Report, in full, each line of the material below in which the string "symbols" occurs.

◆ ◆ ◆

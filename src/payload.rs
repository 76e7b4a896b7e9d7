//! Bit-packed payload and padding trailer
//!
//! Codes are packed most significant bit first. A partial final byte is
//! filled with zero bits, and one trailing byte records how many bits of
//! padding were added (0-7). The trailer is written even when it is zero.

use std::io::{ErrorKind, Read, Write};

use bitstream_io::{BigEndian, BitWrite, BitWriter};
use tracing::debug;

use crate::error::CompressError;
use crate::huffman::CodeTable;

/// Byte counts of one written payload.
#[derive(Debug, Clone, Copy, PartialEq, Eq)]
pub struct PayloadSummary {
    /// Input bytes consumed.
    pub symbols: u64,
    /// Packed payload bytes, excluding the trailer.
    pub payload_bytes: u64,
    pub padding: u8,
}

impl PayloadSummary {
    /// Bytes written including the trailer.
    pub fn written(&self) -> u64 {
        self.payload_bytes + 1
    }
}

/// Encode every byte of `input` with `codes` and write the packed payload
/// followed by the padding trailer.
pub fn write_payload<R: Read, W: Write>(
    codes: &CodeTable,
    mut input: R,
    out: &mut W,
    buffer_size: usize,
) -> Result<PayloadSummary, CompressError> {
    let mut writer = BitWriter::endian(&mut *out, BigEndian);
    let mut buffer = vec![0u8; buffer_size.max(1)];
    let mut symbols = 0u64;
    let mut bits = 0u64;

    loop {
        let n = match input.read(&mut buffer) {
            Ok(0) => break,
            Ok(n) => n,
            Err(e) if e.kind() == ErrorKind::Interrupted => continue,
            Err(e) => return Err(e.into()),
        };
        for &byte in &buffer[..n] {
            let code = codes.get(byte).ok_or(CompressError::UnmappedSymbol(byte))?;
            for &bit in code.bits() {
                writer.write_bit(bit)?;
            }
            bits += code.len() as u64;
        }
        symbols += n as u64;
    }

    let leftover = (bits % 8) as u8;
    let padding = if leftover == 0 { 0 } else { 8 - leftover };
    writer.byte_align()?;
    drop(writer);
    out.write_all(&[padding])?;

    let summary = PayloadSummary {
        symbols,
        payload_bytes: bits.div_ceil(8),
        padding,
    };
    debug!(
        symbols = summary.symbols,
        payload_bytes = summary.payload_bytes,
        padding = summary.padding,
        "wrote payload"
    );
    Ok(summary)
}

/// Encode an in-memory buffer.
pub fn encode_bytes(codes: &CodeTable, data: &[u8]) -> Result<(Vec<u8>, u8), CompressError> {
    let mut out = Vec::with_capacity(data.len() / 2 + 1);
    let summary = write_payload(codes, data, &mut out, data.len().max(1))?;
    out.pop();
    Ok((out, summary.padding))
}

/// Split everything after the header into the packed payload and its
/// padding count.
pub fn split_payload(tail: &[u8]) -> Result<(&[u8], u8), CompressError> {
    let (&padding, payload) = tail
        .split_last()
        .ok_or(CompressError::TruncatedStream("missing padding trailer"))?;
    if padding > 7 {
        return Err(CompressError::MalformedPadding(padding));
    }
    Ok((payload, padding))
}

◆ ◆ ◆

→ ANSWER SPACE:
    pub symbols: u64,
    let mut symbols = 0u64;
        symbols += n as u64;
        symbols,
        symbols = summary.symbols,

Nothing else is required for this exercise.